* **The data**

----------

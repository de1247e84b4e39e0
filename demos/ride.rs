use pedalers::{
    BikeError, BleTransport, ProgramKind, ResistanceProgram, Result, Session, SessionConfig,
    SessionRunner, TelemetrySample,
};
use tokio::sync::mpsc;
use tracing::{error, info, warn};
use uuid::Uuid;

const USAGE: &str = "usage: ride <device-address> <characteristic-uuid> [level] [minutes] [program]";

#[tokio::main]
async fn main() -> Result<()> {
    // Initialize logging
    tracing_subscriber::fmt::init();

    info!("🚴 Pedalers Ride Example");

    let args: Vec<String> = std::env::args().skip(1).collect();
    let (Some(device_id), Some(characteristic)) = (args.first(), args.get(1)) else {
        eprintln!("{USAGE}");
        return Err(BikeError::InvalidState {
            state: "missing arguments".to_string(),
        });
    };

    let characteristic = Uuid::parse_str(characteristic)
        .map_err(|e| BikeError::Protocol(format!("Invalid characteristic UUID: {e}")))?;
    let level = parse_arg(&args, 2, 5)?;
    let minutes = parse_arg(&args, 3, 20)?;
    let kind: ProgramKind = args.get(4).map_or(Ok(ProgramKind::Constant), |k| k.parse())?;
    let level = u8::try_from(level).map_err(|_| BikeError::InvalidLevel {
        level,
        maximum: pedalers::protocol::MAX_LEVEL,
    })?;

    let program = ResistanceProgram::new(level, minutes, kind);
    let session = match Session::new(program) {
        Ok(session) => session,
        Err(e) => {
            if e.is_configuration_error() {
                eprintln!("{USAGE}");
            }
            error!("❌ Invalid program: {}", e);
            return Err(e);
        }
    };
    info!("📈 Schedule ({}): {:?}", kind, session.schedule().levels());

    let (sample_tx, mut sample_rx) = mpsc::unbounded_channel::<TelemetrySample>();
    let transport = BleTransport::new().await?;
    let mut runner = SessionRunner::new(transport, SessionConfig::new(device_id, characteristic), session)
        .with_sink(sample_tx);

    let cancel = runner.cancellation_token();
    tokio::spawn(async move {
        if tokio::signal::ctrl_c().await.is_ok() {
            warn!("🛑 Ctrl+C received, stopping the session");
            cancel.cancel();
        }
    });

    tokio::spawn(async move {
        while let Some(sample) = sample_rx.recv().await {
            println!(
                "{} | level {:3} | {:5.1} km/h | {:3} rpm | {:6.1} W | {:3} bpm | {:5.1} km | {:4} kcal",
                sample,
                sample.level,
                sample.speed,
                sample.rpm,
                sample.watt,
                sample.heart_rate,
                sample.distance,
                sample.calories
            );
        }
    });

    let record = match runner.run().await {
        Ok(record) => record,
        Err(e) => {
            error!("❌ Session failed: {}", e);
            return Err(e);
        }
    };

    let summary = &record.summary;
    println!("\n🏁 {} after {} sample(s)", record.outcome, summary.sample_count);
    println!("  Duration:  {:?}", summary.duration);
    println!("  Distance:  {:.1} km", summary.distance);
    println!("  Calories:  {} kcal", summary.calories);
    println!("  Speed:     {:.1} avg / {:.1} max km/h", summary.avg_speed, summary.max_speed);
    println!("  Cadence:   {:.0} avg / {} max rpm", summary.avg_rpm, summary.max_rpm);
    println!("  Power:     {:.1} avg / {:.1} max W", summary.avg_watt, summary.max_watt);
    println!(
        "  Heart:     {:.0} avg / {} max bpm",
        summary.avg_heart_rate, summary.max_heart_rate
    );

    Ok(())
}

fn parse_arg(args: &[String], index: usize, default: u32) -> Result<u32> {
    args.get(index).map_or(Ok(default), |raw| {
        raw.parse()
            .map_err(|_| BikeError::Protocol(format!("Not a number: {raw}")))
    })
}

----------

* **Work item**
A single number is required: the count of lines in the data that contain the string "minutes".

* **Problem solution**
3